See also Figures S2 and S8.

As Noelin1 is known to form oligomers via disulfide bridges present in the common M region of Noelin1 (Ando et al., 2005) (Figure S1), we investigated whether Noelin1 oligomerization (Figure S2) has an important role in interaction with the AMPAR. Noelin1-3 was injected over the GluA2 AMPAR-coated surface in the presence and absence of 1 mM DTT. Noelin1-3 was not seen to interact with the GluA2 AMPAR under reducing conditions (Figure 2B; Figure S2), whereas the interaction was detected under non-reducing conditions (Figure 2B). To control for potential loss of GluA2 AMPAR functionality due to the injection of DTT, Noelin1-3 was injected alternatively in the presence and absence of DTT. Immobilized GluA2 AMPAR was not affected by the injection of DTT over the sensor surface, and the observed loss of binding under reducing conditions was specific for Noelin1-3 (Figures 2B and 2C). These data support the observation that Noelin1 can form disulfide-linked homo-tetramers (Pronker et al., 2015). We then established whether Noelin1 is capable of forming high-molecular-weight complexes with the AMPAR in vivo. Indeed, a particularly high-molecular-weight complex (ranging from 400 to 1,200 kDa) was observed in Noelin1 protein complexes from the hippocampus when separated by blue native (BN-)PAGE (Figure 2D). Lastly, we detected the presence of a peptide pair of Noelin1 and GluA2 in a disuccinimidyl sulfoxide (DSSO) crosslinked hippocampal synaptosome fraction (Figure 2E). The detection of this peptide pair reveals the close vicinity of Noelin1 and the AMPAR in vivo, indicating that a naturally occurring protein interaction between these two likely involves the N-terminal domain (NTD) of the AMPAR and the olfactomedin domain of Noelin1 (Figures 2E and 2F).

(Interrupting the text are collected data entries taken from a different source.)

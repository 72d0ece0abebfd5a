//! ---
//! mlw_section: "02-messaging-data-model"
//! mlw_subsection: "module"
//! mlw_type: "source"
//! mlw_scope: "code"
//! mlw_description: "Message classification, extraction and result assembly."
//! mlw_version: "v0.0.0-prealpha"
//! mlw_owner: "tbd"
//! ---
use serde::{Deserialize, Serialize};

use crate::{MessagingError, Result};

const TRIGGER_ROOT: [&str; 2] = ["kosmos", "analytics"];

/// Model identity addressed by a trigger topic.
#[derive(Debug, Clone, PartialEq, Eq, Serialize, Deserialize)]
pub struct TriggerTopic {
    /// Model url segment.
    pub model: String,
    /// Model tag segment.
    pub tag: String,
}

/// Parse `[/]kosmos/analytics/<model>/<tag>[/]`.
pub fn parse_topic(topic: &str) -> Result<TriggerTopic> {
    let inner = topic.strip_prefix('/').unwrap_or(topic);
    let inner = inner.strip_suffix('/').unwrap_or(inner);
    let segments: Vec<&str> = inner.split('/').collect();
    match segments.as_slice() {
        [root, analytics, model, tag]
            if [*root, *analytics] == TRIGGER_ROOT && !model.is_empty() && !tag.is_empty() =>
        {
            Ok(TriggerTopic {
                model: (*model).to_owned(),
                tag: (*tag).to_owned(),
            })
        }
        _ => Err(MessagingError::InvalidTopic(topic.to_owned())),
    }
}

/// Join a base topic and a routing key, appending the temporary keyword
/// when requested. Repeated slashes collapse to one.
pub fn render_topic(
    base: &str,
    routing_key: &str,
    temporary: bool,
    temporary_keyword: &str,
) -> String {
    let mut topic = format!("{}/{}", base, routing_key);
    if temporary {
        topic.push('/');
        topic.push_str(temporary_keyword);
    }
    while topic.contains("//") {
        topic = topic.replace("//", "/");
    }
    topic
}

/// Whether `topic` is `<base>/<routing key>[/..]` with a non-empty key.
/// Leading and trailing slashes of `base` are ignored.
pub fn is_result_topic(topic: &str, base: &str) -> bool {
    let topic = topic.trim_start_matches('/');
    let base = base.trim_matches('/');
    let rest = if base.is_empty() {
        Some(topic)
    } else {
        topic
            .strip_prefix(base)
            .and_then(|rest| rest.strip_prefix('/'))
    };
    rest.and_then(|rest| rest.split('/').next())
        .is_some_and(|segment| !segment.is_empty())
}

Noelin1 Does Not Affect AMPAR Conductance and Desensitization Properties

Since Noelin1 and AMPARs are partners of the same hippocampal protein complex and interact in vitro, we examined whether Noelin1 can affect the biophysical properties of AMPARs. We examined main AMPAR properties that were previously shown to be affected by other AMPAR-interacting proteins (Klaassen et al., 2016). AMPAR-mediated currents were measured in response to fast glutamate applications in the presence and absence of Noelin1 co-expressed in, or incubated with, HEK293T cells. Neither co-expression nor addition of Noelin1 and the GluA1 subunits altered homomeric GluA1 AMPAR currents (rise time, decay time, rectification) induced by a 1-ms glutamate application (Figure S3). We next assessed whether Noelin1 altered the biophysical properties of GluA1/2 heteromeric AMPARs. Upon addition of Noelin1, we did not observe differences in rise time (p = 0.943; Figure 3A), decay time (p = 0.948; Figure 3B), or recovery from desensitization (p = 0.944) (Figure 3C). Noelin1 did not alter the rectification properties of heteromeric AMPARs (Figure 3C). Thus, Noelin1 does not affect major channel conductance or kinetic properties of AMPARs.

Figure 3.

Noelin1 Has No Effect on AMPAR Channel Properties

(A) Peak-scaled example traces of whole-cell recording from HEK293T cells (Figure S3) expressing heteromeric GluA1/2-containing AMPAR channels in the absence (black) or presence (red) of Noelin1. Currents were evoked by direct application of 1 mM glutamate during 1 ms.

(B) Bar graphs (mean ± SEM) summarize the effect of the addition of Noelin1-3 on rise time and decay time of AMPAR currents.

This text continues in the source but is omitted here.